Top Afghanistan female police officer dies

The BBC's David Loyn in Kabul: "A heroine by any account... when there was a suspect suicide bomber, she'd thrown her arms around him in a bear hug"

The most senior woman police officer in Afghanistan's troubled Helmand province has died in hospital, a day after being shot by unidentified gunmen.

Lieutenant Negar was shot in the neck near police headquarters in the provincial capital, Lashkar Gah.

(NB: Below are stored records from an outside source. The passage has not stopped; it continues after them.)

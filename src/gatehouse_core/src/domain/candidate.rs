use std::collections::BTreeMap;

use secrecy::{ExposeSecret, Secret};
use serde::Serialize;

use super::{
    email::Email, invite::InviteCode, locale::Locale, password::Password, username::Username,
};

/// Form fields that validation errors attach to.
#[derive(Debug, Clone, Copy, PartialEq, Eq, PartialOrd, Ord, Hash, Serialize)]
pub enum Field {
    #[serde(rename = "email")]
    Email,
    #[serde(rename = "password")]
    Password,
    #[serde(rename = "password_confirmation")]
    PasswordConfirmation,
    #[serde(rename = "current_password")]
    CurrentPassword,
    #[serde(rename = "locale")]
    Locale,
    #[serde(rename = "invite_code")]
    InviteCode,
    #[serde(rename = "account.username")]
    Username,
}

/// Field-level validation messages, rendered inline next to the inputs.
#[derive(Debug, Clone, Default, PartialEq, Eq, Serialize)]
#[serde(transparent)]
pub struct FieldErrors(BTreeMap<Field, Vec<String>>);

impl FieldErrors {
    pub fn new() -> Self {
        Self::default()
    }

    pub fn add(&mut self, field: Field, message: impl Into<String>) {
        self.0.entry(field).or_default().push(message.into());
    }

    pub fn is_empty(&self) -> bool {
        self.0.is_empty()
    }

    pub fn on(&self, field: Field) -> &[String] {
        self.0.get(&field).map(Vec::as_slice).unwrap_or_default()
    }

    pub fn merge(&mut self, other: FieldErrors) {
        for (field, messages) in other.0 {
            for message in messages {
                if !self.on(field).contains(&message) {
                    self.add(field, message);
                }
            }
        }
    }
}

/// The nested profile of a registering account.
#[derive(Debug, Clone, Default, PartialEq, Eq, Serialize)]
pub struct Profile {
    pub username: String,
}

/// An account that has been filled in from a sign-up form but not saved.
///
/// Fields hold what the requester typed, valid or not, so the form can be shown again
/// with their input intact. Passwords are never serialized.
#[derive(Debug, Clone, Default, Serialize)]
pub struct RegistrationCandidate {
    pub email: String,
    #[serde(skip)]
    pub password: Option<Secret<String>>,
    #[serde(skip)]
    pub password_confirmation: Option<Secret<String>>,
    pub locale: Option<Locale>,
    pub invite_code: Option<InviteCode>,
    #[serde(rename = "account")]
    pub profile: Option<Profile>,
}

impl RegistrationCandidate {
    pub fn username(&self) -> Option<&str> {
        self.profile.as_ref().map(|profile| profile.username.as_str())
    }

    /// Runs the field rules without saving anything.
    pub fn validate(&self) -> FieldErrors {
        let mut errors = FieldErrors::new();

        if let Err(e) = Email::parse(&self.email) {
            errors.add(Field::Email, e.to_string());
        }

        let blank = || Secret::new(String::new());
        let password = self.password.clone().unwrap_or_else(blank);
        let confirmation = self.password_confirmation.clone().unwrap_or_else(blank);
        if let Err(e) = Password::try_from(password.clone()) {
            errors.add(Field::Password, e.to_string());
        }
        if self.password_confirmation.is_some()
            && password.expose_secret() != confirmation.expose_secret()
        {
            errors.add(Field::PasswordConfirmation, "doesn't match Password");
        }

        if self.locale.is_none() {
            errors.add(Field::Locale, "can't be blank");
        }

        let username = self.username().unwrap_or_default();
        if let Err(e) = Username::parse(username) {
            errors.add(Field::Username, e.to_string());
        }

        errors
    }

    pub fn is_valid(&self) -> bool {
        self.validate().is_empty()
    }
}
//! Framework-agnostic registration handlers.

use gatehouse_application::{FlowError, FlowOutcome, RegistrationFlow, RegistrationRequest};
use gatehouse_core::{
    AccountStore, Destination, GatewayRequest, GatewayResponseBuilder, GatewayResponseHelpers,
    HumanVerifier, InviteStore, Principal, RawParams, SessionStore, SiteConfig,
};

use crate::locale::LocaleNegotiator;

/// Per-request inputs that do not come from the submitted form.
pub struct GatewayContext<'a> {
    /// Snapshot taken when the request started.
    pub site: SiteConfig,
    pub locales: &'a LocaleNegotiator,
    pub session_cookie: &'a str,
}

impl GatewayContext<'_> {
    fn registration_request<R: GatewayRequest>(
        &self,
        request: &R,
        params: RawParams,
    ) -> RegistrationRequest {
        RegistrationRequest {
            params,
            locale: self.locales.negotiate(request.header("accept-language")),
        }
    }
}

/// Turns a flow outcome into a response.
///
/// Forms are JSON: 200 on first display, 422 when a submission was turned down.
pub fn respond<B: GatewayResponseBuilder>(outcome: FlowOutcome, builder: B) -> B::Response {
    match outcome {
        FlowOutcome::Redirect(destination) => builder.see_other(&destination.path()),
        FlowOutcome::NotFound => builder.not_found(),
        FlowOutcome::Render(form) => match serde_json::to_value(&form) {
            Ok(body) if form.rejected => builder.unprocessable(body),
            Ok(body) => builder.ok_json(body),
            Err(e) => {
                tracing::error!(error = %e, "Failed to serialize form");
                builder.internal_error("Internal Server Error")
            }
        },
    }
}

/// `GET /auth/sign_up`
pub async fn handle_new<I, A, S, V, R, B>(
    flow: &RegistrationFlow<I, A, S, V>,
    context: &GatewayContext<'_>,
    request: &R,
    params: RawParams,
    builder: B,
) -> B::Response
where
    I: InviteStore,
    A: AccountStore,
    S: SessionStore,
    V: HumanVerifier,
    R: GatewayRequest,
    B: GatewayResponseBuilder,
{
    let registration = context.registration_request(request, params);
    let outcome = flow.new_registration(&context.site, &registration).await;
    respond(outcome, builder)
}

/// `POST /auth`
pub async fn handle_create<I, A, S, V, R, B>(
    flow: &RegistrationFlow<I, A, S, V>,
    context: &GatewayContext<'_>,
    request: &R,
    params: RawParams,
    builder: B,
) -> Result<B::Response, FlowError>
where
    I: InviteStore,
    A: AccountStore,
    S: SessionStore,
    V: HumanVerifier,
    R: GatewayRequest,
    B: GatewayResponseBuilder,
{
    let registration = context.registration_request(request, params);
    let outcome = flow.create(&context.site, &registration).await?;
    Ok(respond(outcome, builder))
}

/// `GET /auth/edit`
pub async fn handle_edit<I, A, S, V, R, B>(
    flow: &RegistrationFlow<I, A, S, V>,
    context: &GatewayContext<'_>,
    request: &R,
    builder: B,
) -> Result<B::Response, FlowError>
where
    I: InviteStore,
    A: AccountStore,
    S: SessionStore,
    V: HumanVerifier,
    R: GatewayRequest,
    B: GatewayResponseBuilder,
{
    let Some(principal) = authenticate(flow, context, request).await? else {
        return Ok(builder.see_other(&Destination::SignIn.path()));
    };

    let outcome = flow.edit(&principal).await?;
    Ok(respond(outcome, builder))
}

/// `PUT|PATCH /auth`
pub async fn handle_update<I, A, S, V, R, B>(
    flow: &RegistrationFlow<I, A, S, V>,
    context: &GatewayContext<'_>,
    request: &R,
    params: RawParams,
    builder: B,
) -> Result<B::Response, FlowError>
where
    I: InviteStore,
    A: AccountStore,
    S: SessionStore,
    V: HumanVerifier,
    R: GatewayRequest,
    B: GatewayResponseBuilder,
{
    let Some(principal) = authenticate(flow, context, request).await? else {
        return Ok(builder.see_other(&Destination::SignIn.path()));
    };

    let registration = context.registration_request(request, params);
    let outcome = flow
        .update(&context.site, &principal, &registration)
        .await?;
    Ok(respond(outcome, builder))
}

/// `DELETE /auth`
pub fn handle_destroy<I, A, S, V, B>(flow: &RegistrationFlow<I, A, S, V>, builder: B) -> B::Response
where
    I: InviteStore,
    A: AccountStore,
    S: SessionStore,
    V: HumanVerifier,
    B: GatewayResponseBuilder,
{
    respond(flow.destroy(), builder)
}

/// `GET /auth/sign_in/landing`
pub async fn handle_sign_in_landing<I, A, S, V, B>(
    flow: &RegistrationFlow<I, A, S, V>,
    params: &RawParams,
    builder: B,
) -> B::Response
where
    I: InviteStore,
    A: AccountStore,
    S: SessionStore,
    V: HumanVerifier,
    B: GatewayResponseBuilder,
{
    let destination = flow.after_sign_in(params).await;
    builder.see_other(&destination.path())
}

async fn authenticate<I, A, S, V, R>(
    flow: &RegistrationFlow<I, A, S, V>,
    context: &GatewayContext<'_>,
    request: &R,
) -> Result<Option<Principal>, FlowError>
where
    I: InviteStore,
    A: AccountStore,
    S: SessionStore,
    V: HumanVerifier,
    R: GatewayRequest,
{
    let principal = flow
        .current_principal(request.cookie(context.session_cookie))
        .await?;
    if principal.is_none() {
        tracing::debug!(path = request.path(), "No signed-in principal");
    }
    Ok(principal)
}
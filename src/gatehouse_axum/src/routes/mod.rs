//! Axum-specific route handlers.
//!
//! Each route extracts what it needs with Axum's extractors, calls the framework-agnostic
//! handler, and returns the response that handler built.

pub mod registration;

pub use registration::{
    RegistrationError, create, destroy, edit, new_registration, sign_in_landing, update,
};
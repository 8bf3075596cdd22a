use gatehouse_adapters::{
    config::{SiteConfigHandle, VerificationSettings, constants::test},
    locale::LocaleNegotiator,
    persistence::{HashMapAccountStore, HashMapInviteStore, HashMapSessionStore},
    verification::VerificationGate,
};
use gatehouse_application::RegistrationFlow;
use gatehouse_axum::GatewayState;
use gatehouse_core::{Locale, SiteConfig, VERIFICATION_TOKEN_FIELD, domain::params};
use gatehouse_service::GatewayService;
use secrecy::Secret;
use wiremock::MockServer;

pub const SITEVERIFY_PATH: &str = "/recaptcha/api/siteverify";
pub const SESSION_COOKIE: &str = "_session_id";

pub struct TestApp {
    pub address: String,
    pub http_client: reqwest::Client,
    pub invites: HashMapInviteStore,
    pub accounts: HashMapAccountStore,
    pub sessions: HashMapSessionStore,
    pub site: SiteConfigHandle,
    pub verification_server: MockServer,
}

impl TestApp {
    pub async fn new(site: SiteConfig) -> Self {
        Self::with_verification(site, false).await
    }

    pub async fn with_verification(site: SiteConfig, enabled: bool) -> Self {
        let verification_server = MockServer::start().await;
        let verifier = VerificationGate::from_settings(&VerificationSettings {
            enabled,
            secret: Secret::new(test::verification::SECRET.to_string()),
            endpoint: format!("{}{}", verification_server.uri(), SITEVERIFY_PATH),
            timeout_in_millis: test::verification::TIMEOUT_IN_MILLIS,
        })
        .expect("Failed to build verifier");

        let invites = HashMapInviteStore::new();
        let accounts = HashMapAccountStore::new().with_invite_store(invites.clone());
        let sessions = HashMapSessionStore::new(accounts.clone());
        let site = SiteConfigHandle::new(site);

        let state = GatewayState::new(
            RegistrationFlow::new(invites.clone(), accounts.clone(), sessions.clone(), verifier),
            site.clone(),
            LocaleNegotiator::new(
                vec![Locale::new("en"), Locale::new("de")],
                Locale::new("en"),
            ),
            SESSION_COOKIE,
        );

        let listener = tokio::net::TcpListener::bind(test::APP_ADDRESS)
            .await
            .expect("Failed to bind address");
        let address = format!("http://{}", listener.local_addr().unwrap());

        tokio::spawn(GatewayService::new(state).run_standalone(listener, None));

        let http_client = reqwest::Client::builder()
            .redirect(reqwest::redirect::Policy::none())
            .build()
            .expect("Failed to build http client");

        Self {
            address,
            http_client,
            invites,
            accounts,
            sessions,
            site,
            verification_server,
        }
    }

    pub async fn get(&self, path: &str) -> reqwest::Response {
        self.http_client
            .get(format!("{}{}", self.address, path))
            .send()
            .await
            .expect("Failed to execute request.")
    }

    pub async fn get_with_session(&self, path: &str, session_id: &str) -> reqwest::Response {
        self.http_client
            .get(format!("{}{}", self.address, path))
            .header("cookie", format!("{SESSION_COOKIE}={session_id}"))
            .send()
            .await
            .expect("Failed to execute request.")
    }

    pub async fn post_registration(&self, form: &[(&str, &str)]) -> reqwest::Response {
        self.http_client
            .post(format!("{}/auth", self.address))
            .form(form)
            .send()
            .await
            .expect("Failed to execute request.")
    }

    pub async fn patch_registration(
        &self,
        form: &[(&str, &str)],
        session_id: &str,
    ) -> reqwest::Response {
        self.http_client
            .patch(format!("{}/auth", self.address))
            .header("cookie", format!("{SESSION_COOKIE}={session_id}"))
            .form(form)
            .send()
            .await
            .expect("Failed to execute request.")
    }

    pub async fn delete_registration(&self) -> reqwest::Response {
        self.http_client
            .delete(format!("{}/auth", self.address))
            .send()
            .await
            .expect("Failed to execute request.")
    }
}

pub fn sign_up_form<'a>(email: &'a str, username: &'a str) -> Vec<(&'static str, &'a str)> {
    vec![
        (params::EMAIL, email),
        (params::PASSWORD, "correct horse"),
        (params::PASSWORD_CONFIRMATION, "correct horse"),
        (params::USERNAME, username),
    ]
}

pub fn with_token<'a>(
    mut form: Vec<(&'static str, &'a str)>,
    token: &'a str,
) -> Vec<(&'static str, &'a str)> {
    form.push((VERIFICATION_TOKEN_FIELD, token));
    form
}

pub fn location(response: &reqwest::Response) -> &str {
    response
        .headers()
        .get("location")
        .and_then(|value| value.to_str().ok())
        .unwrap_or_default()
}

She is the third senior policewoman to be killed in recent months. Her predecessor in Helmand, Islam Bibi, was killed on her way to work in July.

Police in Helmand face the twin threats of Taliban insurgents and drug traders.

No group has said it carried out the latest attack. A spokesman for the governor of Helmand described Lt Negar's assailants as "enemies of Afghanistan".

Afghan policewomen and relatives grieve over the body of Negar, who was shot Sunday by unknown attackers, in Helmand province of southern Afghanistan, Monday, Sept. 16, 2013. Relatives and police grieve over Lt Negar's body

The BBC's David Loyn in Kabul says Afghan troops and police are increasingly bearing the load as British and American troops draw down their forces.

Women make up just under 1% of Afghanistan's police, with nearly 1,600 policewomen serving and about 200 more in training.

Lt Negar, known only by her surname, was walking near police headquarters when she was shot by a gunman on a motorbike, officials say.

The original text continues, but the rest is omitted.